METHODS:  We prospectively measured serum sVCAM-1 concentration at 23 consecutive patients diagnosed VTE (average age 55.2 ± 19.3 years old, 8 males) at acute phase (before treatment) and subacute phase (4 weeks after treatment). We also analyzed 8 healthy volunteers (average age 39.4±17.0 years old, 4 males) as control. Patients with obvious arteriosclerosis such as ischemic heart disease, cerebrovascular disease, diabetes mellitus and so on were excluded. The concentration of sVCAM-1 at acute phase was compared with that of controls. Patients were also measured d-dimer level at subacute phase and were classified into complete-thrombolysis(C) group (d-dimer<500 ng/ml) and incomplete-thrombolysis(I) group. Then the concentration of sVCAM-1 was compared at each group.

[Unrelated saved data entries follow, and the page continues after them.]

//! Debian Security Advisories from the security-tracker `data/DSA/list`.
//!
//! ```text
//! [25 Apr 2022] DSA-5124-1 ffmpeg - security update
//!     {CVE-2022-1234 CVE-2022-5678}
//!     [bullseye] - ffmpeg 7:4.3.4-0+deb11u1
//!     NOTE: free-form notes are skipped
//! ```
//!
//! Details and publication dates come from an optional checkout of the
//! Debian `webwml` repository.

use std::collections::HashMap;
use std::fs;
use std::path::{Path, PathBuf};
use std::sync::LazyLock;

use chrono::NaiveDate;
use regex::Regex;
use serde_json::json;
use tracing::debug;
use walkdir::WalkDir;

use crate::error::{ConvertError, Result};
use crate::model::{Affected, Package, RangeSpec, RangeType, Vulnerability};
use crate::normalize::{normalize, EcosystemTable, SourceFormat};

use super::{midnight, ConvertContext, Record};

// e.g. [25 Apr 2022] DSA-5124-1 ffmpeg - security update
static DSA_PATTERN: LazyLock<Regex> =
    LazyLock::new(|| Regex::new(r"^\[.*?\]\s*([\w-]+)\s*(.*)").expect("valid DSA regex"));

// e.g. [buster] - xz-utils 5.2.4-1+deb10u1
static VERSION_PATTERN: LazyLock<Regex> = LazyLock::new(|| {
    Regex::new(r"^\[(.*?)\]\s*-\s*([^\s]+)\s*([^\s]+)").expect("valid version regex")
});

static WML_MOREINFO: LazyLock<Regex> = LazyLock::new(|| {
    Regex::new(r"(?s)<define-tag moreinfo>(.*)</define-tag>").expect("valid moreinfo regex")
});

static WML_REPORT_DATE: LazyLock<Regex> = LazyLock::new(|| {
    Regex::new(r"<define-tag report_date>(.*)</define-tag>").expect("valid report_date regex")
});

static DSA_BASE: LazyLock<Regex> =
    LazyLock::new(|| Regex::new(r"dsa-\d+").expect("valid DSA id regex"));

static HTML_BREAK: LazyLock<Regex> = LazyLock::new(|| {
    Regex::new(r"(?i)</p>|<br\s*/?>|</li>|</pre>|</h\d>").expect("valid break regex")
});

static HTML_TAG: LazyLock<Regex> =
    LazyLock::new(|| Regex::new(r"<[^>]+>").expect("valid tag regex"));

static BLANK_LINES: LazyLock<Regex> =
    LazyLock::new(|| Regex::new(r"\n{3,}").expect("valid blank line regex"));

const WEBWML_SECURITY_PATH: [&str; 2] = ["english", "security"];

/// `{codename: {source package: first version in that release}}`.
pub type FirstVersions = HashMap<String, HashMap<String, String>>;

pub struct DebianConverter {
    ecosystems: EcosystemTable,
    webwml_repo: Option<PathBuf>,
    first_versions: FirstVersions,
}

/// One `[codename] - package version` line.
#[derive(Debug, Clone, PartialEq, Eq)]
struct VersionLine {
    codename: String,
    package: String,
    version: String,
}

/// One advisory block of the DSA list.
#[derive(Debug, Default)]
struct DsaBlock {
    id: String,
    summary: String,
    aliases: Vec<String>,
    versions: Vec<VersionLine>,
    /// Raw block text, used as the cache fingerprint.
    text: String,
    /// First malformed line inside the block.
    invalid_line: Option<String>,
}

/// Text pulled from the webwml files of one advisory.
#[derive(Debug, Default)]
struct WebwmlInfo {
    details: Option<String>,
    published: Option<String>,
}

fn parse_list(content: &str) -> Result<Vec<DsaBlock>> {
    let mut blocks: Vec<DsaBlock> = Vec::new();

    for line in content.lines() {
        let line = line.trim_end();
        if line.is_empty() {
            continue;
        }

        if line.starts_with(char::is_whitespace) {
            let Some(block) = blocks.last_mut() else {
                return Err(ConvertError::parse(line, "indented line before any advisory"));
            };
            block.text.push('\n');
            block.text.push_str(line);

            let body = line.trim_start();
            if body.starts_with('{') {
                block.aliases = body
                    .trim_matches(|c| c == '{' || c == '}')
                    .split_whitespace()
                    .map(str::to_string)
                    .collect();
            } else if body.starts_with("NOTE:") {
                continue;
            } else if let Some(caps) = VERSION_PATTERN.captures(body) {
                block.versions.push(VersionLine {
                    codename: caps[1].to_string(),
                    package: caps[2].to_string(),
                    version: caps[3].to_string(),
                });
            } else if block.invalid_line.is_none() {
                block.invalid_line = Some(body.to_string());
            }
            continue;
        }

        if line.trim_start().starts_with("NOTE:") {
            continue;
        }

        let caps = DSA_PATTERN
            .captures(line)
            .ok_or_else(|| ConvertError::parse(line, "invalid advisory line"))?;
        blocks.push(DsaBlock {
            id: caps[1].to_string(),
            summary: caps[2].trim().to_string(),
            text: line.to_string(),
            ..Default::default()
        });
    }

    Ok(blocks)
}

/// Strips markup from the webwml `moreinfo` HTML.
fn html_to_text(html: &str) -> String {
    let text = HTML_BREAK.replace_all(html, "\n\n");
    let text = HTML_TAG.replace_all(&text, "");
    let text = text
        .replace("&lt;", "<")
        .replace("&gt;", ">")
        .replace("&quot;", "\"")
        .replace("&#39;", "'")
        .replace("&nbsp;", " ")
        .replace("&amp;", "&");

    let lines: Vec<&str> = text.lines().map(str::trim).collect();
    BLANK_LINES
        .replace_all(&lines.join("\n"), "\n\n")
        .trim()
        .to_string()
}

fn parse_report_date(data: &str) -> Option<String> {
    let raw = WML_REPORT_DATE.captures(data)?.get(1)?.as_str();
    // A second date marks a later major revision.
    let first = raw.split(',').next()?.trim();
    NaiveDate::parse_from_str(first, "%Y-%m-%d").ok().map(midnight)
}

impl DebianConverter {
    pub fn new(ecosystems: EcosystemTable) -> Self {
        Self {
            ecosystems,
            webwml_repo: None,
            first_versions: FirstVersions::new(),
        }
    }

    pub fn with_webwml(mut self, repo: impl Into<PathBuf>) -> Self {
        self.webwml_repo = Some(repo.into());
        self
    }

    pub fn with_first_versions(mut self, first_versions: FirstVersions) -> Self {
        self.first_versions = first_versions;
        self
    }

    /// Loads first versions from a JSON file.
    pub fn with_first_versions_file(self, path: &Path) -> Result<Self> {
        let content = fs::read_to_string(path)?;
        let first_versions: FirstVersions = serde_json::from_str(&content)?;
        Ok(self.with_first_versions(first_versions))
    }

    /// Maps every file name under `english/security` to its path.
    fn webwml_index(&self) -> HashMap<String, PathBuf> {
        let Some(repo) = &self.webwml_repo else {
            return HashMap::new();
        };

        let root: PathBuf = WEBWML_SECURITY_PATH.iter().fold(repo.clone(), |p, s| p.join(s));
        WalkDir::new(&root)
            .into_iter()
            .filter_map(|e| e.ok())
            .filter(|e| e.file_type().is_file())
            .map(|e| {
                (
                    e.file_name().to_string_lossy().to_string(),
                    e.path().to_path_buf(),
                )
            })
            .collect()
    }

    fn webwml_info(index: &HashMap<String, PathBuf>, id: &str) -> Result<WebwmlInfo> {
        let lower = id.to_lowercase();
        let Some(base) = DSA_BASE.find(&lower).map(|m| m.as_str()) else {
            return Ok(WebwmlInfo::default());
        };

        let mut info = WebwmlInfo::default();

        match index.get(&format!("{}.wml", base)) {
            Some(path) => {
                let wml = fs::read_to_string(path)?;
                info.details = WML_MOREINFO
                    .captures(&wml)
                    .and_then(|c| c.get(1))
                    .map(|m| html_to_text(m.as_str()))
                    .filter(|d| !d.is_empty());
            }
            None => {
                debug!(id, "no webwml file yet, writing partial record");
                return Ok(info);
            }
        }

        if let Some(path) = index.get(&format!("{}.data", base)) {
            let data = fs::read_to_string(path)?;
            info.published = parse_report_date(&data);
        }

        Ok(info)
    }

    fn first_version(&self, codename: &str, package: &str) -> &str {
        self.first_versions
            .get(codename)
            .and_then(|packages| packages.get(package))
            .map(String::as_str)
            .unwrap_or("0")
    }

    fn affected(&self, line: &VersionLine) -> Result<Option<Affected>> {
        let ecosystem = self.ecosystems.debian_ecosystem(&line.codename)?;
        let release = self.ecosystems.debian_release(&line.codename)?;

        let fixed = if line.version.starts_with('<') {
            if line.version == "<not-affected>" {
                return Ok(None);
            }
            // <unfixed>, <end-of-life>, <removed>: no fix known.
            None
        } else {
            Some(line.version.as_str())
        };

        let spec = RangeSpec::between(Some(self.first_version(&line.codename, &line.package)), fixed);
        let normalized = normalize(&spec, None, RangeType::Ecosystem)?;

        let mut affected = Affected::new(Package::new(ecosystem, &line.package));
        affected.ranges.extend(normalized.range);
        affected.ecosystem_specific = Some(json!({
            "release": line.codename,
            "version": release,
        }));
        Ok(Some(affected))
    }

    fn convert_block(
        &self,
        block: &DsaBlock,
        index: &HashMap<String, PathBuf>,
        ctx: &ConvertContext<'_>,
    ) -> Result<Vulnerability> {
        if let Some(line) = &block.invalid_line {
            return Err(ConvertError::parse(line.as_str(), "invalid version line"));
        }

        let mut vuln = Vulnerability::new(&block.id);
        vuln.summary = Some(block.summary.clone()).filter(|s| !s.is_empty());
        vuln.aliases = block.aliases.clone();

        for line in &block.versions {
            vuln.affected.extend(self.affected(line)?);
        }

        let info = Self::webwml_info(index, &block.id)?;
        vuln.details = info.details;
        vuln.published = info.published;
        vuln.modified = Some(ctx.now().to_string());

        Ok(vuln)
    }
}

impl super::Converter for DebianConverter {
    fn name(&self) -> &'static str {
        "Debian Security Advisories"
    }

    fn format(&self) -> SourceFormat {
        SourceFormat::Debian
    }

    fn convert_str(&self, content: &str, ctx: &ConvertContext<'_>) -> Result<Vec<Record>> {
        let blocks = parse_list(content)?;
        let index = self.webwml_index();

        Ok(blocks
            .iter()
            .map(|block| {
                ctx.record(
                    SourceFormat::Debian,
                    block.id.clone(),
                    Some(block.text.clone()),
                    || self.convert_block(block, &index, ctx),
                )
            })
            .collect())
    }
}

RESULTS:  The patients had significantly higher sVCAM-1 concentration than controls at acute phase (2522.8 ± 1274.2ng/ml vs 1353.4 ± 772.7ng/ml, p<0.01). The sVCAM-1 concentration of patients with acute pulmonary thromboembolism (APTE) had no difference from the patients without APTE (3085.3 ± 1628.4ng/ml vs 2222.8±973.9ng/ml p=0.2). At subacute phase, the patients kept high sVCAM-1 concentration (2097.1±878.0ng/ml) and there are no difference between C group and I group (1772.1±838.1ng/ml vs 2347.2±854.8ng/ml, p=0.1).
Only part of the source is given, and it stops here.